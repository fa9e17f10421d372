use url::Url;

pub fn normalize_url(input: &str) -> String {
    let trimmed = input.trim().trim_end_matches('/');
    if trimmed.starts_with("http://") || trimmed.starts_with("https://") {
        trimmed.to_string()
    } else {
        format!("http://{}", trimmed)
    }
}

/// Push endpoint served next to the REST API: `http://h/api` becomes `ws://h/api/ws`.
pub fn push_url_for(base_url: &str) -> Result<Url, url::ParseError> {
    let mut url = Url::parse(&normalize_url(base_url))?;
    let scheme = if url.scheme() == "https" { "wss" } else { "ws" };
    // http(s) -> ws(s) is always an allowed scheme change
    let _ = url.set_scheme(scheme);
    let path = url.path().trim_end_matches('/').to_string();
    let api = if path.ends_with("/api") { path } else { format!("{}/api", path) };
    url.set_path(&format!("{}/ws", api));
    url.set_query(None);
    Ok(url)
}

#[cfg(test)]
mod tests {
    use super::*;

    #[test]
    fn normalizes_scheme_and_trailing_slash() {
        assert_eq!(normalize_url(" localhost:8080/api/ "), "http://localhost:8080/api");
        assert_eq!(normalize_url("https://chat.example.com"), "https://chat.example.com");
    }

    #[test]
    fn derives_push_url() {
        assert_eq!(push_url_for("http://localhost:8080/api").unwrap().as_str(), "ws://localhost:8080/api/ws");
        assert_eq!(push_url_for("https://chat.example.com").unwrap().as_str(), "wss://chat.example.com/api/ws");
    }
}
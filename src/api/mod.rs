pub mod client;
pub mod events;
pub mod models;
------------------------------------------------------------------------
=== Activity ===
From the first line to the last, print the listing above exactly.

=== Result ===
repository fa9e17f10421d372
use url::Url;

pub fn normalize_url(input: &str) -> String {
    let trimmed = input.trim().trim_end_matches('/');
    if trimmed.starts_with("http://") || trimmed.starts_with("https://") {
        trimmed.to_string()
    } else {
        format!("http://{}", trimmed)
    }
}

/// Push endpoint served next to the REST API: `http://h/api` becomes `ws://h/api/ws`.
pub fn push_url_for(base_url: &str) -> Result<Url, url::ParseError> {
    let mut url = Url::parse(&normalize_url(base_url))?;
    let scheme = if url.scheme() == "https" { "wss" } else { "ws" };
    // http(s) -> ws(s) is always an allowed scheme change
    let _ = url.set_scheme(scheme);
    let path = url.path().trim_end_matches('/').to_string();
    let api = if path.ends_with("/api") { path } else { format!("{}/api", path) };
    url.set_path(&format!("{}/ws", api));
    url.set_query(None);
    Ok(url)
}

#[cfg(test)]
mod tests {
    use super::*;

    #[test]
    fn normalizes_scheme_and_trailing_slash() {
        assert_eq!(normalize_url(" localhost:8080/api/ "), "http://localhost:8080/api");
        assert_eq!(normalize_url("https://chat.example.com"), "https://chat.example.com");
    }

    #[test]
    fn derives_push_url() {
        assert_eq!(push_url_for("http://localhost:8080/api").unwrap().as_str(), "ws://localhost:8080/api/ws");
        assert_eq!(push_url_for("https://chat.example.com").unwrap().as_str(), "wss://chat.example.com/api/ws");
    }
}
filename src/api/mod.rs
pub mod client;
pub mod events;
pub mod models;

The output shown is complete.